▸ WORK TO COMPLETE: All of the entries below are to be retyped exactly.

*** RECORDED INFORMATION

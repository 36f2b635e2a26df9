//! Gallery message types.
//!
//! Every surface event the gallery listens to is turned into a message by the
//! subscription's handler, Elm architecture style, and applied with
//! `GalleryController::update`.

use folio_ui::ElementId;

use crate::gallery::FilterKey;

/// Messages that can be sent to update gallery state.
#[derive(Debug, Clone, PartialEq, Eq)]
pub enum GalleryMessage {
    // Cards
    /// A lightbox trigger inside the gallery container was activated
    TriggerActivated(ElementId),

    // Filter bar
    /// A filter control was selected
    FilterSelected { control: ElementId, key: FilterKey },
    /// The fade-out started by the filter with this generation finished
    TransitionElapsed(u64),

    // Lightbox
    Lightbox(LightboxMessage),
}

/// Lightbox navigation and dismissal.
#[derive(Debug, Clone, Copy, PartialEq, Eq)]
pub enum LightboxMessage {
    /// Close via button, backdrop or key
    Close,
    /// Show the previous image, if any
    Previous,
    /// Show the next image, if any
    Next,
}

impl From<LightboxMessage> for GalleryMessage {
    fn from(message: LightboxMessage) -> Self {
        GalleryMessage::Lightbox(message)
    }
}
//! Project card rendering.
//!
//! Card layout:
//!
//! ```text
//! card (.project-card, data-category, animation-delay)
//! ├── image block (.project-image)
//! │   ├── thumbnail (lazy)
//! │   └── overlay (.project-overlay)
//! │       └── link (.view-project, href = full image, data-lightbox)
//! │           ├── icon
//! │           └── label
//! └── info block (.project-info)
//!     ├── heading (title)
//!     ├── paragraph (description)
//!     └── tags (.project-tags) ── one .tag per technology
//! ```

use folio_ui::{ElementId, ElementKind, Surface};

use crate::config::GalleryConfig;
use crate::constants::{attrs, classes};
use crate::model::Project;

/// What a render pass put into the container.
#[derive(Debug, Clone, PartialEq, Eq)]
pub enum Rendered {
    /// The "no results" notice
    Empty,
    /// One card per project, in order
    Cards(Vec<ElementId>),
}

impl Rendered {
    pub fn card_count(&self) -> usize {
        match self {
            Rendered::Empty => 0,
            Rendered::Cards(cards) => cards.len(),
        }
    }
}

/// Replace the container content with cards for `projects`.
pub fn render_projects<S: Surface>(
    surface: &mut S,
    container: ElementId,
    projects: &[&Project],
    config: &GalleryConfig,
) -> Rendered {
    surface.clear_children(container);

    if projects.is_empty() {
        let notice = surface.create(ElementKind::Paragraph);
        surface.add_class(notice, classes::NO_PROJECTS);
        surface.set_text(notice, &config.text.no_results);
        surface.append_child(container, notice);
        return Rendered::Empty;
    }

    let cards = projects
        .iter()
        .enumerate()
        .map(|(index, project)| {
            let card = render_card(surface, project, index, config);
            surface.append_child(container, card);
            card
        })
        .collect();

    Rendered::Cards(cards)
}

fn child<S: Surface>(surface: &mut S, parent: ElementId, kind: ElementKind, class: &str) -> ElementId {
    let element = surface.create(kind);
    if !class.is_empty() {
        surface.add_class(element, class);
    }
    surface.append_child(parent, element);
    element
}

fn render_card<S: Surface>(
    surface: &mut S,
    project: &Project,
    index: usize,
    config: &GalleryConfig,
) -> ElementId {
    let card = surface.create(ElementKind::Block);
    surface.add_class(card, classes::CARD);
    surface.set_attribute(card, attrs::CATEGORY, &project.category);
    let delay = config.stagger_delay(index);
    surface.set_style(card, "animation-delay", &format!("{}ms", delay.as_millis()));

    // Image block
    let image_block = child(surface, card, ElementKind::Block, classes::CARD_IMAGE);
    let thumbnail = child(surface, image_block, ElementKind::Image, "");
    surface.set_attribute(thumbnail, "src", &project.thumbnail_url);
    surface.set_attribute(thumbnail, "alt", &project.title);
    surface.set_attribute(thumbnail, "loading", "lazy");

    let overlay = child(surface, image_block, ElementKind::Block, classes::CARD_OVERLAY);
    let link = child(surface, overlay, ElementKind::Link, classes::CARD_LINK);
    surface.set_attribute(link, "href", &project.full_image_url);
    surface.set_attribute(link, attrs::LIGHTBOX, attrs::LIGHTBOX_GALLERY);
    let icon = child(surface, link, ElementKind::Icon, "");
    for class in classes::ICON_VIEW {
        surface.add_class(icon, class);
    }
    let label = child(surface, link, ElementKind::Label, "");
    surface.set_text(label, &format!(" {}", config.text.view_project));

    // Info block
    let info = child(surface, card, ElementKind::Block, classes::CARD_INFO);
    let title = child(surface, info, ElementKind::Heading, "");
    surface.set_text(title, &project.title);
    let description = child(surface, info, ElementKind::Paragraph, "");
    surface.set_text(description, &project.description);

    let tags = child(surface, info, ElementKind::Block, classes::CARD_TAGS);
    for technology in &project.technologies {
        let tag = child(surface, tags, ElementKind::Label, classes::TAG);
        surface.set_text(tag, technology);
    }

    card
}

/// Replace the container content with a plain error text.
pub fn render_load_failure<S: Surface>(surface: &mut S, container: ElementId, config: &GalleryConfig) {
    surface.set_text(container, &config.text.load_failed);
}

******

▸ PROBLEM SOLUTION:
repository 36f2b635e2a26df9
//! Gallery message types.
//!
//! Every surface event the gallery listens to is turned into a message by the
//! subscription's handler, Elm architecture style, and applied with
//! `GalleryController::update`.

use folio_ui::ElementId;

use crate::gallery::FilterKey;

/// Messages that can be sent to update gallery state.
#[derive(Debug, Clone, PartialEq, Eq)]
pub enum GalleryMessage {
    // Cards
    /// A lightbox trigger inside the gallery container was activated
    TriggerActivated(ElementId),

    // Filter bar
    /// A filter control was selected
    FilterSelected { control: ElementId, key: FilterKey },
    /// The fade-out started by the filter with this generation finished
    TransitionElapsed(u64),

    // Lightbox
    Lightbox(LightboxMessage),
}

/// Lightbox navigation and dismissal.
#[derive(Debug, Clone, Copy, PartialEq, Eq)]
pub enum LightboxMessage {
    /// Close via button, backdrop or key
    Close,
    /// Show the previous image, if any
    Previous,
    /// Show the next image, if any
    Next,
}

impl From<LightboxMessage> for GalleryMessage {
    fn from(message: LightboxMessage) -> Self {
        GalleryMessage::Lightbox(message)
    }
}
//! Project card rendering.
//!
//! Card layout:
//!
//! ```text
//! card (.project-card, data-category, animation-delay)
//! ├── image block (.project-image)
//! │   ├── thumbnail (lazy)
//! │   └── overlay (.project-overlay)
//! │       └── link (.view-project, href = full image, data-lightbox)
//! │           ├── icon
//! │           └── label
//! └── info block (.project-info)
//!     ├── heading (title)
//!     ├── paragraph (description)
//!     └── tags (.project-tags) ── one .tag per technology
//! ```

use folio_ui::{ElementId, ElementKind, Surface};

use crate::config::GalleryConfig;
use crate::constants::{attrs, classes};
use crate::model::Project;

/// What a render pass put into the container.
#[derive(Debug, Clone, PartialEq, Eq)]
pub enum Rendered {
    /// The "no results" notice
    Empty,
    /// One card per project, in order
    Cards(Vec<ElementId>),
}

impl Rendered {
    pub fn card_count(&self) -> usize {
        match self {
            Rendered::Empty => 0,
            Rendered::Cards(cards) => cards.len(),
        }
    }
}

/// Replace the container content with cards for `projects`.
pub fn render_projects<S: Surface>(
    surface: &mut S,
    container: ElementId,
    projects: &[&Project],
    config: &GalleryConfig,
) -> Rendered {
    surface.clear_children(container);

    if projects.is_empty() {
        let notice = surface.create(ElementKind::Paragraph);
        surface.add_class(notice, classes::NO_PROJECTS);
        surface.set_text(notice, &config.text.no_results);
        surface.append_child(container, notice);
        return Rendered::Empty;
    }

    let cards = projects
        .iter()
        .enumerate()
        .map(|(index, project)| {
            let card = render_card(surface, project, index, config);
            surface.append_child(container, card);
            card
        })
        .collect();

    Rendered::Cards(cards)
}

fn child<S: Surface>(surface: &mut S, parent: ElementId, kind: ElementKind, class: &str) -> ElementId {
    let element = surface.create(kind);
    if !class.is_empty() {
        surface.add_class(element, class);
    }
    surface.append_child(parent, element);
    element
}

fn render_card<S: Surface>(
    surface: &mut S,
    project: &Project,
    index: usize,
    config: &GalleryConfig,
) -> ElementId {
    let card = surface.create(ElementKind::Block);
    surface.add_class(card, classes::CARD);
    surface.set_attribute(card, attrs::CATEGORY, &project.category);
    let delay = config.stagger_delay(index);
    surface.set_style(card, "animation-delay", &format!("{}ms", delay.as_millis()));

    // Image block
    let image_block = child(surface, card, ElementKind::Block, classes::CARD_IMAGE);
    let thumbnail = child(surface, image_block, ElementKind::Image, "");
    surface.set_attribute(thumbnail, "src", &project.thumbnail_url);
    surface.set_attribute(thumbnail, "alt", &project.title);
    surface.set_attribute(thumbnail, "loading", "lazy");

    let overlay = child(surface, image_block, ElementKind::Block, classes::CARD_OVERLAY);
    let link = child(surface, overlay, ElementKind::Link, classes::CARD_LINK);
    surface.set_attribute(link, "href", &project.full_image_url);
    surface.set_attribute(link, attrs::LIGHTBOX, attrs::LIGHTBOX_GALLERY);
    let icon = child(surface, link, ElementKind::Icon, "");
    for class in classes::ICON_VIEW {
        surface.add_class(icon, class);
    }
    let label = child(surface, link, ElementKind::Label, "");
    surface.set_text(label, &format!(" {}", config.text.view_project));

    // Info block
    let info = child(surface, card, ElementKind::Block, classes::CARD_INFO);
    let title = child(surface, info, ElementKind::Heading, "");
    surface.set_text(title, &project.title);
    let description = child(surface, info, ElementKind::Paragraph, "");
    surface.set_text(description, &project.description);

    let tags = child(surface, info, ElementKind::Block, classes::CARD_TAGS);
    for technology in &project.technologies {
        let tag = child(surface, tags, ElementKind::Label, classes::TAG);
        surface.set_text(tag, technology);
    }

    card
}

/// Replace the container content with a plain error text.
pub fn render_load_failure<S: Surface>(surface: &mut S, container: ElementId, config: &GalleryConfig) {
    surface.set_text(container, &config.text.load_failed);
}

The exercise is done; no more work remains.